* Goal of the exercise *
Look through the data below for the line with "Ok(tokio::task::spawn_blocking(move || f(&history)).await??)" and the line with "-> Result<Json<ContributorsResponse>, ApiError>", then output those two and all lines in between, exactly as written.

** Opening Information shown block **

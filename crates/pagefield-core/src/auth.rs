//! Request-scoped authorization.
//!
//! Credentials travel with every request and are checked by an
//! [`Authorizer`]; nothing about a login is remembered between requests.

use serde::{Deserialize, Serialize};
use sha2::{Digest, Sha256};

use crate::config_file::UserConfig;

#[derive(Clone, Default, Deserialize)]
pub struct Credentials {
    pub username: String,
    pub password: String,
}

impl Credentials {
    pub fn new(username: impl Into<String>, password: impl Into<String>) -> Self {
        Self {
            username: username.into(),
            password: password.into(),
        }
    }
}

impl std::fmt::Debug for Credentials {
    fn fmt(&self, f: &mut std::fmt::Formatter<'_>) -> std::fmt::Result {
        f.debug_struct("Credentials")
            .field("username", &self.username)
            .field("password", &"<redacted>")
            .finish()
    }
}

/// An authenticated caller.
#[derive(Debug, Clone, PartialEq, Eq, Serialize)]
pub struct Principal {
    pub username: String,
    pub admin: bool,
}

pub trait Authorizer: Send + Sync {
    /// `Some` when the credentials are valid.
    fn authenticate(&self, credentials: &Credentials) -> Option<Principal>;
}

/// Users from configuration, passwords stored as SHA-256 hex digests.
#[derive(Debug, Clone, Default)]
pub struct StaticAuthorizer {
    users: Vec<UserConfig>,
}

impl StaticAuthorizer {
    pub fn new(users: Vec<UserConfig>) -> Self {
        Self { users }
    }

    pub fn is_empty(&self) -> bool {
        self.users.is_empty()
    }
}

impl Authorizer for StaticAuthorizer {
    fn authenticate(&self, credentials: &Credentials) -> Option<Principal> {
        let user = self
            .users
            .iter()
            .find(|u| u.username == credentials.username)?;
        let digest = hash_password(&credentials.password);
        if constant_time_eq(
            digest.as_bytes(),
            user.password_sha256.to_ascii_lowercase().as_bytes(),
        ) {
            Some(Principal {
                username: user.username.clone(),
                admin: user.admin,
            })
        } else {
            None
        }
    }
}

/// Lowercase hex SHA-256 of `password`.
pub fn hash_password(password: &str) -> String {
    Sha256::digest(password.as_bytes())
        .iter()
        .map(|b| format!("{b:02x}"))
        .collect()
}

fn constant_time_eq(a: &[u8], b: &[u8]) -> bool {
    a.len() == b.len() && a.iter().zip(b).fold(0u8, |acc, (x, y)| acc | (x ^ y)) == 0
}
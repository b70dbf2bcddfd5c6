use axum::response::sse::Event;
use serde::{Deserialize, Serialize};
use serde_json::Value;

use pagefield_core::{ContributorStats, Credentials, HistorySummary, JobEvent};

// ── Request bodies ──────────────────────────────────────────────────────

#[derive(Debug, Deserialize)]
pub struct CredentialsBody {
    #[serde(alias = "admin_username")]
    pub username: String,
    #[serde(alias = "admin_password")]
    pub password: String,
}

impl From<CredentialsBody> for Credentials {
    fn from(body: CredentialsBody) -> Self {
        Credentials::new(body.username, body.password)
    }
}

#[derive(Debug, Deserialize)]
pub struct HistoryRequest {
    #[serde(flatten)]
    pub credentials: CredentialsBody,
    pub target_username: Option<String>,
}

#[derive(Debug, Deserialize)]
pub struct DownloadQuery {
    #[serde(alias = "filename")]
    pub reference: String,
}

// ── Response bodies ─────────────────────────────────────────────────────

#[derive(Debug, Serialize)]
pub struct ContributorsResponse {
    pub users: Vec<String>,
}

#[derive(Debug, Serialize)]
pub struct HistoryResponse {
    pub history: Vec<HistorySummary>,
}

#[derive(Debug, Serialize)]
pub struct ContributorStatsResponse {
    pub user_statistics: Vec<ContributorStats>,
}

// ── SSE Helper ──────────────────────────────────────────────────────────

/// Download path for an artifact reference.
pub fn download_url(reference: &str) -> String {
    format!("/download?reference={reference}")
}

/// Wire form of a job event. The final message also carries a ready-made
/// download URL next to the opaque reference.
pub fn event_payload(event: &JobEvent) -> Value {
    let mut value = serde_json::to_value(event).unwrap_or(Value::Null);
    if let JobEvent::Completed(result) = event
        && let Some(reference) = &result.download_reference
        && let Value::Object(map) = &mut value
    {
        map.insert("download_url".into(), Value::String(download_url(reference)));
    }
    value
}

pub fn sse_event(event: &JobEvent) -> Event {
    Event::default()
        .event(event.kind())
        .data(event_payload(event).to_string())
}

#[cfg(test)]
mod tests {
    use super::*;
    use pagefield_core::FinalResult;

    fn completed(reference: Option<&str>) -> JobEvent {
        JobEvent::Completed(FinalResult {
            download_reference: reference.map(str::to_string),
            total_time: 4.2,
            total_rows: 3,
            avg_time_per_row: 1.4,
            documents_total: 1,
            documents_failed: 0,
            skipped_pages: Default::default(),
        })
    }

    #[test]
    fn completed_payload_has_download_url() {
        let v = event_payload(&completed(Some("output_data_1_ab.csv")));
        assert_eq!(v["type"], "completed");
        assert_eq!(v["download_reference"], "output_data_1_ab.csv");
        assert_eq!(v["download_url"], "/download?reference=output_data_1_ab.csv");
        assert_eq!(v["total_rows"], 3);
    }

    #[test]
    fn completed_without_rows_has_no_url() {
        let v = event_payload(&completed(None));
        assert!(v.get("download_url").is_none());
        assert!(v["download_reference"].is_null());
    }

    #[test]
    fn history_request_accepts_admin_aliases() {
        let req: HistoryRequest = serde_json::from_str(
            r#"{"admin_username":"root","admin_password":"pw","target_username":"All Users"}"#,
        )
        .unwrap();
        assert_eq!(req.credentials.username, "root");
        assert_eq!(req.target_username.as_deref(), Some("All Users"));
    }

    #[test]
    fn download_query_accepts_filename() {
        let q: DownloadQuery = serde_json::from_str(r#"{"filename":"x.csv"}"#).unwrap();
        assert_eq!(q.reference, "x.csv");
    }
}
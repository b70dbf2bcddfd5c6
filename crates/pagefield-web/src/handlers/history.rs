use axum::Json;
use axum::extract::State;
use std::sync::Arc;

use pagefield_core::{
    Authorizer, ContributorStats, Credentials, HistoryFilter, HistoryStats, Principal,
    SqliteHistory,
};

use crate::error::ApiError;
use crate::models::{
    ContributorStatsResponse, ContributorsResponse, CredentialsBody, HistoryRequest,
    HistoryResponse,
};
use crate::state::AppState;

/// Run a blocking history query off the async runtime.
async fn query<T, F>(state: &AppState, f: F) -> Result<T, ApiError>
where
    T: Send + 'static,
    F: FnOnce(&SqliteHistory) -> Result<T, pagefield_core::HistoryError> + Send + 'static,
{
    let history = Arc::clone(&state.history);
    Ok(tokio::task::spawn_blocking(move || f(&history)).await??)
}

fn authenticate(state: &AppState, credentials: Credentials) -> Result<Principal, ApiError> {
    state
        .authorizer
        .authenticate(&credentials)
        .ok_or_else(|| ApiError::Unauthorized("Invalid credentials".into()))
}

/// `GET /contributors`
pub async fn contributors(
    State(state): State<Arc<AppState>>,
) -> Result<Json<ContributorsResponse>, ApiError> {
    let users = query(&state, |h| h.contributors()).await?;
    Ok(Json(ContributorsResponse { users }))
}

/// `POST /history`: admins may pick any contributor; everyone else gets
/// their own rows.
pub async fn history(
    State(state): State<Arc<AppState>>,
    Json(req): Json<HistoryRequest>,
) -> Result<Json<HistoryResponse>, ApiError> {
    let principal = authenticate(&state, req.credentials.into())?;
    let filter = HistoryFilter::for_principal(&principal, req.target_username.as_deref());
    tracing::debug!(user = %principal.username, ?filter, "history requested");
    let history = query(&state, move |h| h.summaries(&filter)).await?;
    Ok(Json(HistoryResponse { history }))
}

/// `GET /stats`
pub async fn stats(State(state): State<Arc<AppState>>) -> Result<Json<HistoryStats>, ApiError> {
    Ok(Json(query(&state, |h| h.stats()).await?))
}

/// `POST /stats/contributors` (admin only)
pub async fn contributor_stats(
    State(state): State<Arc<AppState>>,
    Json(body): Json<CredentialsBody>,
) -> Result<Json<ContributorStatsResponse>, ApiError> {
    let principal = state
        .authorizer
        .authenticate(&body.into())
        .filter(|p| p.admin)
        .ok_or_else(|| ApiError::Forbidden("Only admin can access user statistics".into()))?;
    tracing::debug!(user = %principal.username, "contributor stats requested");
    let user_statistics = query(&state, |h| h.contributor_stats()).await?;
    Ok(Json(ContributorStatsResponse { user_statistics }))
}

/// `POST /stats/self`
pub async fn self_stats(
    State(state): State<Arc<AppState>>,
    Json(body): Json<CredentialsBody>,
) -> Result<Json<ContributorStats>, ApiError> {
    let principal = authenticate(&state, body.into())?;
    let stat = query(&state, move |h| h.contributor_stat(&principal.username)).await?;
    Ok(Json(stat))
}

** Closing Information shown block **

* Response area *
    Ok(tokio::task::spawn_blocking(move || f(&history)).await??)
}

fn authenticate(state: &AppState, credentials: Credentials) -> Result<Principal, ApiError> {
    state
        .authorizer
        .authenticate(&credentials)
        .ok_or_else(|| ApiError::Unauthorized("Invalid credentials".into()))
}

/// `GET /contributors`
pub async fn contributors(
    State(state): State<Arc<AppState>>,
) -> Result<Json<ContributorsResponse>, ApiError> {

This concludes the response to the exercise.